I’m not referring to some out of body, science fiction-esque experience. I’m referring to being bicultural. For me, that’s existing in the Australian reality and the Indian reality simultaneously. And let me preface this post by saying it isn’t all fun and games. It isn’t always exciting and breathtaking. Behind the joy of this experience lies a plethora of hurt, dysphoria and questions.

It has taken such a long time for me to come to terms with my biculturalism. To love my Australian self as much as I love my Indian self. And I think that’s because I’ve finally come to terms that I’m an Australian that’s a person of colour. I have black hair, olive skin and eyes that are so dark, but change from amber to mahogany to hazelnut depending on the sun. Obviously, the physical disparity I share with the typical Australian wasn’t a new development for me. I knew I was different from the very beginning. What I’ve developed and come to accept is that, no matter how “Australian” my upbringing has been, there’s always going to be a part of me that’s inherently Indian. Inherently different in values, attitudes and labels. And that’s what makes me special. That’s what makes my story so much better.

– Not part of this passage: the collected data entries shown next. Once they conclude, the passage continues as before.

//! Conversion of every decodable pixel format to 8-bit RGB

use image::{DynamicImage, Rgb, RgbImage, RgbaImage};

/// Convert an image to 8-bit RGB.
///
/// Images with an alpha channel are composited onto white; grayscale is
/// replicated into three channels; RGB8 is returned as is.
pub fn to_rgb(image: DynamicImage) -> RgbImage {
    match image {
        DynamicImage::ImageRgb8(rgb) => rgb,
        other if other.color().has_alpha() => flatten_on_white(&other.to_rgba8()),
        other => other.to_rgb8(),
    }
}

fn flatten_on_white(rgba: &RgbaImage) -> RgbImage {
    let mut rgb = RgbImage::new(rgba.width(), rgba.height());
    for (src, dst) in rgba.pixels().zip(rgb.pixels_mut()) {
        let alpha = u16::from(src[3]);
        let blend = |c: u8| ((u16::from(c) * alpha + 255 * (255 - alpha) + 127) / 255) as u8;
        *dst = Rgb([blend(src[0]), blend(src[1]), blend(src[2])]);
    }
    rgb
}

#[cfg(test)]
mod tests {
    use super::*;
    use image::{GrayAlphaImage, GrayImage, ImageBuffer, LumaA, Luma, Rgba};

    fn channels(rgb: RgbImage) -> u8 {
        DynamicImage::ImageRgb8(rgb).color().channel_count()
    }

    #[test]
    fn test_every_mode_yields_three_channels() {
        let images = vec![
            DynamicImage::ImageLuma8(GrayImage::new(4, 4)),
            DynamicImage::ImageLumaA8(GrayAlphaImage::new(4, 4)),
            DynamicImage::ImageRgb8(RgbImage::new(4, 4)),
            DynamicImage::ImageRgba8(RgbaImage::new(4, 4)),
            DynamicImage::ImageLuma16(ImageBuffer::new(4, 4)),
            DynamicImage::ImageRgba16(ImageBuffer::new(4, 4)),
            DynamicImage::ImageRgb32F(ImageBuffer::new(4, 4)),
        ];

        for image in images {
            let color = image.color();
            let rgb = to_rgb(image);
            assert_eq!(rgb.dimensions(), (4, 4), "{color:?}");
            assert_eq!(channels(rgb), 3, "{color:?}");
        }
    }

    #[test]
    fn test_grayscale_is_replicated() {
        let gray = GrayImage::from_pixel(2, 2, Luma([77]));
        let rgb = to_rgb(DynamicImage::ImageLuma8(gray));
        assert!(rgb.pixels().all(|p| *p == Rgb([77, 77, 77])));
    }

    #[test]
    fn test_transparent_pixels_become_white() {
        let mut rgba = RgbaImage::from_pixel(2, 1, Rgba([0, 0, 0, 0]));
        rgba.put_pixel(1, 0, Rgba([10, 20, 30, 255]));
        let rgb = to_rgb(DynamicImage::ImageRgba8(rgba));
        assert_eq!(rgb.get_pixel(0, 0), &Rgb([255, 255, 255]));
        assert_eq!(rgb.get_pixel(1, 0), &Rgb([10, 20, 30]));
    }

    #[test]
    fn test_half_transparent_gray_alpha_is_blended() {
        let img = GrayAlphaImage::from_pixel(1, 1, LumaA([0, 128]));
        let rgb = to_rgb(DynamicImage::ImageLumaA8(img));
        let value = rgb.get_pixel(0, 0)[0];
        assert!((126..=128).contains(&value), "got {value}");
    }

    #[test]
    fn test_rgb_passes_through_unchanged() {
        let original = RgbImage::from_fn(3, 3, |x, y| Rgb([x as u8, y as u8, 9]));
        let rgb = to_rgb(DynamicImage::ImageRgb8(original.clone()));
        assert_eq!(rgb, original);
    }
}
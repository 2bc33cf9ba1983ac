//! # pdfweb
//!
//! Orchestration library behind the pdfweb service: turns batches of uploaded
//! images into PDF documents, merges uploaded PDFs and converts office
//! documents to PDF through LibreOffice.
//!
//! ## Image-to-PDF pipeline
//!
//! Every image runs through the same stages:
//!
//! 1. [`normalize`] decodes the upload, applies the embedded EXIF rotation and
//!    flattens it to 8-bit RGB.
//! 2. [`recompress`] picks the JPEG bytes that get embedded in the page.
//! 3. [`layout`] computes the page size and the image placement.
//! 4. [`compose`] orders and validates the batch and builds the pages.
//! 5. [`package`] serializes the merged document or zips single-page documents.
//!
//! ```rust,no_run
//! use pdfweb::{ComposeOptions, Composer, LayoutSpec, PipelineConfig, UploadedImage};
//!
//! # fn main() -> Result<(), Box<dyn std::error::Error>> {
//! let composer = Composer::new(PipelineConfig::default());
//! let uploads = vec![UploadedImage::new(
//!     "scan.png",
//!     "image/png",
//!     std::fs::read("scan.png")?,
//! )];
//!
//! let options = ComposeOptions {
//!     layout: LayoutSpec::a4_margins(),
//!     ..ComposeOptions::default()
//! };
//!
//! let composition = composer.compose(uploads, &options)?;
//! let package = pdfweb::package(composition, "scan.pdf")?;
//! std::fs::write(&package.filename, &package.data)?;
//! # Ok(())
//! # }
//! ```

pub mod compose;
pub mod config;
pub mod error;
pub mod layout;
pub mod merge;
pub mod normalize;
pub mod office;
pub mod package;
pub mod recompress;
pub mod upload;

pub use compose::{ComposeOptions, Composer, Composition, PagePlan, SinglePage, SortOrder};
pub use config::PipelineConfig;
pub use error::{ComposeError, Result};
pub use layout::{LayoutSpec, PageGeometry};
pub use merge::{merge_uploads, MergeError, MergeOutcome, SkipReason, SkippedFile, UploadedPdf};
pub use normalize::{NormalizedImage, Rotation};
pub use office::{ConvertedDocument, OfficeConverter, OfficeError};
pub use package::{package, Package};
pub use upload::{BatchItem, UploadedImage};
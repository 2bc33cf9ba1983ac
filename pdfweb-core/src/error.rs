use thiserror::Error;

/// Errors raised while composing a batch of images into PDF output
#[derive(Error, Debug)]
pub enum ComposeError {
    #[error("No images were submitted")]
    NoImages,

    #[error("Too many images ({count}); the limit is {max}")]
    TooManyImages { count: usize, max: usize },

    #[error("File {filename} is not an image")]
    NotAnImage { filename: String },

    #[error("Failed to read {filename}: {source}")]
    Decode {
        filename: String,
        #[source]
        source: image::ImageError,
    },

    #[error("Failed to encode {filename}: {source}")]
    Encode {
        filename: String,
        #[source]
        source: image::ImageError,
    },

    #[error("PDF composition error: {0}")]
    Composition(#[from] oxidize_pdf::PdfError),

    #[error("Archive error: {0}")]
    Archive(#[from] zip::result::ZipError),

    #[error("IO error: {0}")]
    Io(#[from] std::io::Error),
}

impl ComposeError {
    /// Whether the failure was caused by the submitted batch rather than the
    /// service itself.
    pub fn is_client_error(&self) -> bool {
        matches!(
            self,
            ComposeError::NoImages
                | ComposeError::TooManyImages { .. }
                | ComposeError::NotAnImage { .. }
                | ComposeError::Decode { .. }
                | ComposeError::Encode { .. }
        )
    }

    /// Name of the upload that caused the failure, if any
    pub fn filename(&self) -> Option<&str> {
        match self {
            ComposeError::NotAnImage { filename }
            | ComposeError::Decode { filename, .. }
            | ComposeError::Encode { filename, .. } => Some(filename),
            _ => None,
        }
    }
}

pub type Result<T> = std::result::Result<T, ComposeError>;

Being bicultural means facing crossroads at almost every decision you have to make. Do I wear shorts so it’s more comfortable to run around or do I protect my modesty? Do I eat a paratha for lunch or a Nutella sandwich? Do I give up my loud voice because I’m not being demure enough, or do I continue my love for debating against the wishes of society? Do I join in a discussion with the men or do I stay silent? Do I go to the co-ed school dances or stay home and finish my work? Do I run around in the sun and be a kid or stay in the shade because I’ll get dark? Do I go out with the guy who asked me out, or refuse politely out of fear of someone seeing us together?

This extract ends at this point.